=== Section Start ===
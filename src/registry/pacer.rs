// src/registry/pacer.rs

use rand::Rng;
use std::time::Duration;

/// Inter-call delay for registry fetches. The government APIs are rate
/// limited per service key, so the pipeline sleeps between consecutive calls
/// to the same upstream host. Injected so tests can run with no delay.
#[derive(Debug, Clone)]
pub struct Pacer {
    delay: Duration,
}

const JITTER_MAX_MS: u64 = 100;

impl Pacer {
    pub fn new(delay: Duration) -> Self {
        Self { delay }
    }

    /// No-op pacer for tests.
    pub fn none() -> Self {
        Self {
            delay: Duration::ZERO,
        }
    }

    pub fn pause(&self) {
        if self.delay.is_zero() {
            return;
        }
        let jitter = rand::thread_rng().gen_range(0..=JITTER_MAX_MS);
        std::thread::sleep(self.delay + Duration::from_millis(jitter));
    }
}

#[cfg(test)]
mod tests {
    use super::*;

    #[test]
    fn test_none_pacer_does_not_sleep() {
        let start = std::time::Instant::now();
        Pacer::none().pause();
        assert!(start.elapsed() < Duration::from_millis(50));
    }
}
// src/pipeline.rs
//
// Stage sequencing for the daily crawl and the alert passes. Every stage is
// independently retryable: one bad record never aborts its batch, one dead
// channel never blocks the other, and a failed stage only costs this run.

use crate::config::Config;
use crate::db::connection::Database;
use crate::db::{alerts as alerts_db, hospitals as hospitals_db, notification_logs, prospects as prospects_db};
use crate::domain::alerts::{match_subscriptions, SubscriptionMatches};
use crate::domain::detector;
use crate::domain::prospect::{ProspectCandidate, StoredProspect};
use crate::errors::PipelineError;
use crate::notifier::Notifier;
use crate::registry::{BuildingRegistryClient, HospitalRegistryClient, Pacer};
use crate::scheduler::kst;
use chrono::{Duration as ChronoDuration, Utc};
use serde_json::json;
use std::collections::HashSet;
use std::sync::atomic::{AtomicBool, Ordering};

// Runaway guard on pagination, not a throughput target; a region normally
// fits in a handful of pages.
const MAX_PAGES_PER_AREA: usize = 50;

const ALERT_WINDOW_HOURS: i64 = 1;
const DIGEST_WINDOW_HOURS: i64 = 24;
const ALERT_PROSPECT_CAP: usize = 100;

pub const ALERT_KIND: &str = "PROSPECT_ALERT";
pub const DIGEST_KIND: &str = "DAILY_DIGEST";

// Serializes overlapping triggers (manual run during a scheduled run); the
// loser logs and skips so the same 1-hour window is not dispatched twice.
static RUN_IN_PROGRESS: AtomicBool = AtomicBool::new(false);

struct RunGuard;

impl RunGuard {
    fn acquire() -> Option<RunGuard> {
        RUN_IN_PROGRESS
            .compare_exchange(false, true, Ordering::SeqCst, Ordering::SeqCst)
            .ok()
            .map(|_| RunGuard)
    }
}

impl Drop for RunGuard {
    fn drop(&mut self) {
        RUN_IN_PROGRESS.store(false, Ordering::SeqCst);
    }
}

pub struct Pipeline {
    db: Database,
    hospitals: HospitalRegistryClient,
    buildings: BuildingRegistryClient,
    notifier: Notifier,
    pacer: Pacer,
    config: Config,
}

impl Pipeline {
    pub fn new(config: Config, db: Database) -> Result<Self, PipelineError> {
        let hospitals = HospitalRegistryClient::new(&config.hospital_api_key)
            .map_err(|e| PipelineError::Config(e.to_string()))?;
        let buildings = BuildingRegistryClient::new(&config.building_api_key)
            .map_err(|e| PipelineError::Config(e.to_string()))?;
        let notifier = Notifier::new(&config.notify_api_base, &config.notify_api_key);
        let pacer = Pacer::new(config.fetch_delay);

        Ok(Self {
            db,
            hospitals,
            buildings,
            notifier,
            pacer,
            config,
        })
    }

    /// Full daily pipeline: hospital sync → closed detection → building sync
    /// → alert dispatch.
    pub fn run_full(&self) -> Result<(), PipelineError> {
        let _guard = match RunGuard::acquire() {
            Some(g) => g,
            None => {
                eprintln!("🔁 Run already in progress, skipping");
                return Ok(());
            }
        };

        println!("🏥 Hospital sync starting");
        let scan = self.scan_hospitals(true);
        let closed = detect_closed(&self.db, &scan)?;
        println!(
            "🏥 Hospital sync done ({} live, {} closed)",
            scan.live_ids.len(),
            closed
        );

        println!("🏗️ Building sync starting");
        let candidates = self.scan_buildings();
        println!("🏗️ Building sync done ({candidates} candidates)");

        dispatch_alerts(
            &self.db,
            &self.notifier,
            ALERT_WINDOW_HOURS,
            ALERT_KIND,
            false,
        )
    }

    /// Lighter 6-hourly pass: closed-hospital recheck plus alert dispatch.
    pub fn run_recheck(&self) -> Result<(), PipelineError> {
        let _guard = match RunGuard::acquire() {
            Some(g) => g,
            None => {
                eprintln!("🔁 Run already in progress, skipping");
                return Ok(());
            }
        };

        let scan = self.scan_hospitals(false);
        let closed = detect_closed(&self.db, &scan)?;
        println!("🏥 Recheck done ({} closed)", closed);

        dispatch_alerts(
            &self.db,
            &self.notifier,
            ALERT_WINDOW_HOURS,
            ALERT_KIND,
            false,
        )
    }

    /// Standard alert pass (`notify` without flags).
    pub fn run_alert_pass(&self) -> Result<(), PipelineError> {
        let _guard = match RunGuard::acquire() {
            Some(g) => g,
            None => {
                eprintln!("🔁 Run already in progress, skipping");
                return Ok(());
            }
        };
        dispatch_alerts(
            &self.db,
            &self.notifier,
            ALERT_WINDOW_HOURS,
            ALERT_KIND,
            false,
        )
    }

    /// Daily digest (`notify --digest`): 24h window, email only.
    pub fn run_digest(&self) -> Result<(), PipelineError> {
        let _guard = match RunGuard::acquire() {
            Some(g) => g,
            None => {
                eprintln!("🔁 Run already in progress, skipping");
                return Ok(());
            }
        };
        dispatch_alerts(
            &self.db,
            &self.notifier,
            DIGEST_WINDOW_HOURS,
            DIGEST_KIND,
            true,
        )
    }

    /// Walk every configured region page by page, collecting the live ykiho
    /// set. With `upsert_new` set, hospitals established within the trailing
    /// window are upserted as they stream past (each in its own error
    /// boundary). Strictly sequential; the pacer sleeps between calls.
    ///
    /// A failed page marks the whole scan incomplete: the live set is then
    /// partial and must not be diffed against, or every hospital in the
    /// failed region would read as closed.
    fn scan_hospitals(&self, upsert_new: bool) -> HospitalScan {
        let today = Utc::now().with_timezone(&kst()).date_naive();
        let mut live_ids = HashSet::new();
        let mut complete = true;

        for region in &self.config.hospital_regions {
            for page in 1..=MAX_PAGES_PER_AREA {
                let records = match self.hospitals.fetch_hospitals(
                    &region.sido_cd,
                    Some(region.sggu_cd.as_str()),
                    page,
                    self.config.page_size,
                ) {
                    Ok(records) => records,
                    Err(e) => {
                        eprintln!(
                            "⚠️ Hospital fetch failed (sido={} page={page}): {e} — scan incomplete",
                            region.sido_cd
                        );
                        complete = false;
                        break;
                    }
                };
                if records.is_empty() {
                    break;
                }

                live_ids.extend(
                    records
                        .iter()
                        .filter(|r| !r.ykiho.is_empty())
                        .map(|r| r.ykiho.clone()),
                );

                if upsert_new {
                    let now = Utc::now().naive_utc();
                    for record in detector::newly_established(&records, today) {
                        if let Err(e) = hospitals_db::upsert_hospital(&self.db, record, now) {
                            eprintln!("⚠️ Skipping hospital {}: {e}", record.ykiho);
                        }
                    }
                }

                let short_page = records.len() < self.config.page_size;
                if short_page {
                    break;
                }
                self.pacer.pause();
            }
            self.pacer.pause();
        }

        HospitalScan { live_ids, complete }
    }

    /// Walk every configured district, filter ledger entries through the
    /// candidate rules, and upsert NEW_BUILD prospects. Returns how many
    /// candidates were seen.
    fn scan_buildings(&self) -> usize {
        let today = Utc::now().with_timezone(&kst()).date_naive();
        let mut candidates = 0;

        for district in &self.config.building_districts {
            for page in 1..=MAX_PAGES_PER_AREA {
                let records = self.buildings.fetch_buildings(
                    &district.sigungu_cd,
                    &district.bjdong_cd,
                    page,
                    self.config.page_size,
                );
                if records.is_empty() {
                    break;
                }

                let now = Utc::now().naive_utc();
                for record in records.iter().filter(|r| detector::is_candidate_building(r, today)) {
                    candidates += 1;
                    let candidate = ProspectCandidate::from_building(record);
                    if let Err(e) = prospects_db::upsert_prospect(&self.db, &candidate, now) {
                        eprintln!("⚠️ Skipping building {}: {e}", candidate.source_key);
                    }
                }

                let short_page = records.len() < self.config.page_size;
                if short_page {
                    break;
                }
                self.pacer.pause();
            }
            self.pacer.pause();
        }

        candidates
    }
}

/// Outcome of one hospital scan: the live ykiho set plus whether every page
/// of every region actually came back. Only a complete scan is trustworthy
/// evidence of absence.
pub struct HospitalScan {
    pub live_ids: HashSet<String>,
    pub complete: bool,
}

/// Diff the persisted active set against the live scan: anything persisted
/// but absent from the registry is soft-deleted and becomes a VACANCY
/// prospect seeded from its last known snapshot. An incomplete or empty scan
/// skips detection entirely — a partial live set would mass-close every
/// hospital the failed region covers.
pub fn detect_closed(db: &Database, scan: &HospitalScan) -> Result<usize, PipelineError> {
    if !scan.complete {
        eprintln!("⚠️ Hospital scan incomplete, skipping closed detection");
        return Ok(0);
    }
    if scan.live_ids.is_empty() {
        eprintln!("⚠️ Empty live hospital set, skipping closed detection");
        return Ok(0);
    }

    let active = hospitals_db::active_hospital_map(db)?;
    let closed = detector::closed_hospitals(&active, &scan.live_ids);
    let mut marked = 0;

    for snapshot in closed {
        let now = Utc::now().naive_utc();
        // Persist the vacancy first; the hospital only retires once the
        // prospect exists, so a failed write leaves it eligible for
        // re-detection next run instead of vanishing without a trace.
        let candidate = ProspectCandidate::from_closed_hospital(snapshot);
        let result = prospects_db::upsert_prospect(db, &candidate, now)
            .and_then(|_| hospitals_db::mark_hospital_inactive(db, &snapshot.ykiho, now));
        match result {
            Ok(()) => marked += 1,
            Err(e) => eprintln!("⚠️ Skipping closed hospital {}: {e}", snapshot.ykiho),
        }
    }

    Ok(marked)
}

/// Load the recent-prospect window, evaluate every active subscription, and
/// fan out deliveries. Email and push are independent attempts; a delivery
/// failure is logged and swallowed — the next pass re-evaluates the same
/// window while the prospect stays NEW.
pub fn dispatch_alerts(
    db: &Database,
    notifier: &Notifier,
    window_hours: i64,
    kind: &str,
    email_only: bool,
) -> Result<(), PipelineError> {
    let now = Utc::now().naive_utc();
    let since = now - ChronoDuration::hours(window_hours);

    let prospects = prospects_db::recent_new_prospects(db, since, ALERT_PROSPECT_CAP)?;
    if prospects.is_empty() {
        println!("📭 No new prospects in the last {window_hours}h, nothing to send");
        return Ok(());
    }

    let subscriptions = alerts_db::active_subscriptions(db)?;
    let matched = match_subscriptions(&subscriptions, &prospects);
    println!(
        "🔔 {} prospects, {} subscriptions, {} with matches",
        prospects.len(),
        subscriptions.len(),
        matched.len()
    );

    for m in &matched {
        deliver_to_user(notifier, m, kind, email_only);

        if let Err(e) = notification_logs::insert_notification_log(
            db,
            m.subscription.user_id,
            kind,
            m.prospects.len(),
            now,
        ) {
            eprintln!(
                "⚠️ Failed to log notification for user {}: {e}",
                m.subscription.user_id
            );
        }
    }

    Ok(())
}

fn deliver_to_user(notifier: &Notifier, m: &SubscriptionMatches<'_>, kind: &str, email_only: bool) {
    let sub = m.subscription;
    let top = m.top();
    let count = m.prospects.len();

    let subject = format!(
        "신규 개원 후보 {count}건 — 최고 적합도 {}점 ({})",
        top.fit_score, top.address
    );
    let template = if kind == DIGEST_KIND {
        "daily_digest"
    } else {
        "prospect_alert"
    };
    let context = json!({
        "user_name": sub.user_name,
        "count": count,
        "top": prospect_json(top),
        "prospects": m.prospects.iter().map(|p| prospect_json(p)).collect::<Vec<_>>(),
    });

    if sub.email_enabled {
        match sub.email.as_deref() {
            Some(email) if !email.is_empty() => {
                if let Err(e) = notifier.send_email(email, &subject, template, &context) {
                    eprintln!("⚠️ Email to user {} failed: {e}", sub.user_id);
                }
            }
            _ => eprintln!("⚠️ User {} wants email but has no address", sub.user_id),
        }
    }

    if sub.push_enabled && !email_only {
        let body = if count > 1 {
            format!("{} 외 {}건 (적합도 {}점)", top.address, count - 1, top.fit_score)
        } else {
            format!("{} (적합도 {}점)", top.address, top.fit_score)
        };
        if let Err(e) = notifier.send_push(sub.user_id, "새 개원 후보", &body, &context) {
            eprintln!("⚠️ Push to user {} failed: {e}", sub.user_id);
        }
    }
}

fn prospect_json(p: &StoredProspect) -> serde_json::Value {
    json!({
        "source_key": p.source_key,
        "address": p.address,
        "kind": p.kind.as_str(),
        "fit_score": p.fit_score,
        "recommended_depts": p.recommended_depts,
        "previous_clinic": p.previous_clinic,
    })
}
// hospital.rs
use crate::registry::models::{HospitalResponse, RegistryHospitalRecord};
use crate::registry::RegistryError;
use reqwest::blocking::Client;
use std::time::Duration;

const HOSPITAL_API_URL: &str =
    "http://apis.data.go.kr/B551182/hospInfoServicev2/getHospBasisList";

const FETCH_TIMEOUT: Duration = Duration::from_secs(30);

/// Client for the HIRA hospital registry (심평원 병원정보서비스).
pub struct HospitalRegistryClient {
    client: Client,
    service_key: String,
}

impl HospitalRegistryClient {
    pub fn new(service_key: impl Into<String>) -> Result<Self, RegistryError> {
        let client = Client::builder()
            .timeout(FETCH_TIMEOUT)
            .build()
            .map_err(|e| RegistryError::Network(e.to_string()))?;

        Ok(Self {
            client,
            service_key: service_key.into(),
        })
    }

    /// Fetch one page of hospitals for a region. Unlike the building client
    /// this surfaces errors: hospital absence is a destructive signal (it
    /// drives soft-deletes), so the caller must be able to tell a failed
    /// fetch apart from a genuinely empty page and treat the region's scan
    /// as incomplete rather than "confirmed empty".
    pub fn fetch_hospitals(
        &self,
        sido_cd: &str,
        sggu_cd: Option<&str>,
        page: usize,
        page_size: usize,
    ) -> Result<Vec<RegistryHospitalRecord>, RegistryError> {
        let page = page.to_string();
        let page_size = page_size.to_string();
        let mut params = vec![
            ("ServiceKey", self.service_key.as_str()),
            ("sidoCd", sido_cd),
            ("pageNo", page.as_str()),
            ("numOfRows", page_size.as_str()),
        ];
        if let Some(sggu) = sggu_cd {
            params.push(("sgguCd", sggu));
        }

        let resp = self
            .client
            .get(HOSPITAL_API_URL)
            .query(&params)
            .send()
            .map_err(|e| RegistryError::Network(e.to_string()))?;

        let status = resp.status();
        let text = resp
            .text()
            .map_err(|e| RegistryError::Network(e.to_string()))?;

        if !status.is_success() {
            return Err(RegistryError::Http(format!("HTTP {status}: {text}")));
        }

        let parsed: HospitalResponse =
            quick_xml::de::from_str(&text).map_err(|e| RegistryError::XmlParse(e.to_string()))?;

        if let Some(header) = &parsed.header {
            let code = header.result_code.as_deref().unwrap_or("");
            if !code.is_empty() && code != "00" {
                return Err(RegistryError::Api(format!(
                    "resultCode={code} msg={}",
                    header.result_msg.as_deref().unwrap_or("")
                )));
            }
        }

        let items = parsed
            .body
            .and_then(|b| b.items)
            .map(|i| i.item)
            .unwrap_or_default();

        Ok(items.iter().map(RegistryHospitalRecord::from_wire).collect())
    }
}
=== Section End ===
Copy, from the material, each line that holds the string "Option".

    fn acquire() -> Option<RunGuard> {
        sggu_cd: Option<&str>,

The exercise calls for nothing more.